Ruling into the submission made by the County, Judge Gbeisay said that under our law when witnesses are not available, the law requires a party to do due diligence. And the Supreme Court of Liberia has said that due diligence means when the party is having problem to have its witnesses in county, that party should apply to the court for subpoena.

Judge Gbeisay added that the court record revealed that no such request has been made by prosecution and the court said the submission filed by state prosecutor was made in bad faith clearly calculated to prevent the case from going to trial.

He disclosed that the crime for which the defendant in dock was indicted was committed in Margibi County and that the victim who is obviously first witness resides in the same county. The police who did the investigation and forwarded the matter to court resides in the same Margibi County and regularly employed by the government of Liberia and paid to appear in court and testify.

 

Also the medical examiner who did the examination on the victim also resides in Margibi County or the nearby county who are also on payroll to appear in court and testify.

So to say that prosecution witnesses are outside the bailiwick of the court is totally misleading and the essence of court is to find the truth and to administer justice and punish those who commit crime against the state.

 The assigned Judge Gbeisay indicated that the office of the prosecution is to prosecute and not to persecute and it appears to the court that prosecution is only interested in having the defendant incarcerated continuously. But it is not interested in timely prosecution.
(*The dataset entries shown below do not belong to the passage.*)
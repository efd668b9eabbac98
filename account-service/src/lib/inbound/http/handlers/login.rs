use axum::extract::State;
use axum::http::StatusCode;
use axum::Json;
use serde::Deserialize;

use super::ApiError;
use super::ApiSuccess;
use super::AuthResponseData;
use crate::account::models::LoginCommand;
use crate::account::ports::AuthServicePort;
use crate::inbound::http::router::AppState;

pub async fn login(
    State(state): State<AppState>,
    Json(body): Json<LoginRequestBody>,
) -> Result<ApiSuccess<AuthResponseData>, ApiError> {
    let authenticated = state
        .auth_service
        .login(LoginCommand {
            email: body.email,
            password: body.password,
        })
        .await?;

    Ok(ApiSuccess::new(
        StatusCode::OK,
        AuthResponseData {
            account: (&authenticated.account).into(),
            token: (&authenticated.tokens).into(),
        },
    ))
}

#[derive(Debug, Clone, PartialEq, Eq, Deserialize)]
pub struct LoginRequestBody {
    email: String,
    password: String,
}
use bcrypt::DEFAULT_COST;

use super::errors::PasswordError;

/// bcrypt ignores everything past this many bytes of input. Truncating
/// explicitly keeps `hash` and `verify` agreeing on the effective input.
const MAX_PASSWORD_BYTES: usize = 72;

/// Password hashing implementation.
///
/// Wraps bcrypt with a tunable cost factor and a random salt per call.
pub struct PasswordHasher {
    cost: u32,
}

impl PasswordHasher {
    /// Create a hasher with the default cost factor.
    pub fn new() -> Self {
        Self { cost: DEFAULT_COST }
    }

    /// Create a hasher with an explicit cost factor.
    ///
    /// Lower costs are only appropriate for tests.
    pub fn with_cost(cost: u32) -> Self {
        Self { cost }
    }

    /// Hash a plaintext password for storage.
    ///
    /// The input is truncated to 72 bytes before hashing; bytes beyond
    /// that contribute nothing to a bcrypt hash. This is an accepted
    /// limitation of the algorithm, not something to work around.
    ///
    /// # Errors
    /// * `HashingFailed` - The hashing operation itself failed
    pub fn hash(&self, password: &str) -> Result<String, PasswordError> {
        bcrypt::hash(truncate(password), self.cost)
            .map_err(|e| PasswordError::HashingFailed(e.to_string()))
    }

    /// Verify a plaintext password against a stored hash.
    ///
    /// Returns `false` for mismatches and for malformed or undecodable
    /// hashes alike; callers cannot tell why verification failed, which
    /// keeps credential errors from leaking information.
    pub fn verify(&self, password: &str, hash: &str) -> bool {
        bcrypt::verify(truncate(password), hash).unwrap_or(false)
    }
}

impl Default for PasswordHasher {
    fn default() -> Self {
        Self::new()
    }
}

fn truncate(password: &str) -> &[u8] {
    let bytes = password.as_bytes();
    &bytes[..bytes.len().min(MAX_PASSWORD_BYTES)]
}
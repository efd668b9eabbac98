use auth::TokenKind;
use axum::extract::Request;
use axum::extract::State;
use axum::http::StatusCode;
use axum::http::{self};
use axum::middleware::Next;
use axum::response::IntoResponse;
use axum::response::Response;
use axum::Json;
use serde_json::json;

use crate::account::models::AccountId;
use crate::account::ports::AuthServicePort;
use crate::inbound::http::router::AppState;

/// Extension type carrying the validated access-token identity.
#[derive(Debug, Clone)]
pub struct AuthenticatedAccount {
    pub account_id: AccountId,
    pub email: Option<String>,
    pub role: Option<String>,
}

/// Middleware that requires a valid bearer access token.
///
/// Every rejection uses the same status and message, whatever failed.
pub async fn authenticate(
    State(state): State<AppState>,
    mut req: Request,
    next: Next,
) -> Result<Response, Response> {
    let token = extract_token_from_header(&req)?;

    let claims = state
        .auth_service
        .validate(token, TokenKind::Access)
        .map_err(|e| {
            tracing::warn!(error = %e, "Access token validation failed");
            unauthorized()
        })?;

    let account_id = AccountId::from_string(&claims.sub).map_err(|e| {
        tracing::warn!(error = %e, "Unparseable token subject");
        unauthorized()
    })?;

    req.extensions_mut().insert(AuthenticatedAccount {
        account_id,
        email: claims.email,
        role: claims.role,
    });

    Ok(next.run(req).await)
}

fn unauthorized() -> Response {
    (
        StatusCode::UNAUTHORIZED,
        Json(json!({
            "error": "Invalid or expired token"
        })),
    )
        .into_response()
}

fn extract_token_from_header(req: &Request) -> Result<&str, Response> {
    let auth_header = req
        .headers()
        .get(http::header::AUTHORIZATION)
        .ok_or_else(unauthorized)?;

    let auth_str = auth_header.to_str().map_err(|_| unauthorized())?;

    auth_str
        .strip_prefix("Bearer ")
        .ok_or_else(unauthorized)
}
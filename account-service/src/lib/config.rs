use std::env;

use config::Config as ConfigBuilder;
use config::ConfigError;
use config::Environment;
use config::File;
use serde::Deserialize;

#[derive(Debug, Deserialize, Clone)]
pub struct Config {
    pub database: DatabaseConfig,
    pub server: ServerConfig,
    pub auth: AuthConfig,
}

#[derive(Debug, Deserialize, Clone)]
pub struct DatabaseConfig {
    pub url: String,
}

#[derive(Debug, Deserialize, Clone)]
pub struct ServerConfig {
    pub http_port: u16,
}

#[derive(Debug, Deserialize, Clone)]
pub struct AuthConfig {
    /// Signing secret; at least 32 bytes in any production configuration.
    /// Enforced at startup, not here.
    pub secret: String,
    /// Signing algorithm identifier (an HMAC-family JWS algorithm)
    pub algorithm: String,
    pub access_token_ttl_minutes: i64,
}

impl Config {
    /// Load configuration from files with environment variable overrides
    ///
    /// Priority (highest to lowest):
    /// 1. Environment variables (DATABASE__URL, AUTH__SECRET, etc.)
    /// 2. Environment-specific config file (config/{environment}.toml)
    /// 3. Default config file (config/default.toml)
    pub fn load() -> Result<Self, ConfigError> {
        let run_mode = env::var("RUN_MODE").unwrap_or_else(|_| "development".to_string());

        let configuration = ConfigBuilder::builder()
            .set_default("auth.algorithm", "HS256")?
            .set_default("auth.access_token_ttl_minutes", 30_i64)?
            // Start with default configuration
            .add_source(File::with_name("config/default").required(false))
            // Layer on environment-specific configuration
            .add_source(File::with_name(&format!("config/{}", run_mode)).required(false))
            // Layer on environment variables (with __ as separator)
            .add_source(Environment::default().separator("__"))
            .build()?;

        configuration.try_deserialize()
    }
}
To have any citizen in jail for one day when the case can be tried in one day is a sign of persecution and not to prosecute.

According to Judge Gbeisay, in the mind of the court, be it prosecution, defense or the judge, all are the arms of Justice in the administration of justice and shall do all in our power to ensure that justice is done.

So to employ dilatory tactic to prolong the detention of an accused is unjust and the court said, the law does not support the motion filed and facts that does not support the motion.

However, be that it may, the court wonders again to bend over and let the record show that the defendant in the dock may or may not be guilty but the crime for which the defendant was charged is a felony of the second degree that is to say a rape between an adult and another adult which is bailiwick.

To deny the defendant of the bail and at the same time refuse to go to trial in the mind of this court as indicated on January 4,2022, is an  abuse of the right of that citizen and the court is the vacunm of hope for making should not in any manner or form abuse the right of our citizen.

The court is under duty to ensure that all case appearing before it, especially in cases when the defendants are in pre-tried detention should be tried speedily.

Meanwhile, judge Gbeisay added that the motion for him to recuse himself will be heard on Thursday January 6, 2022 at 9 Am.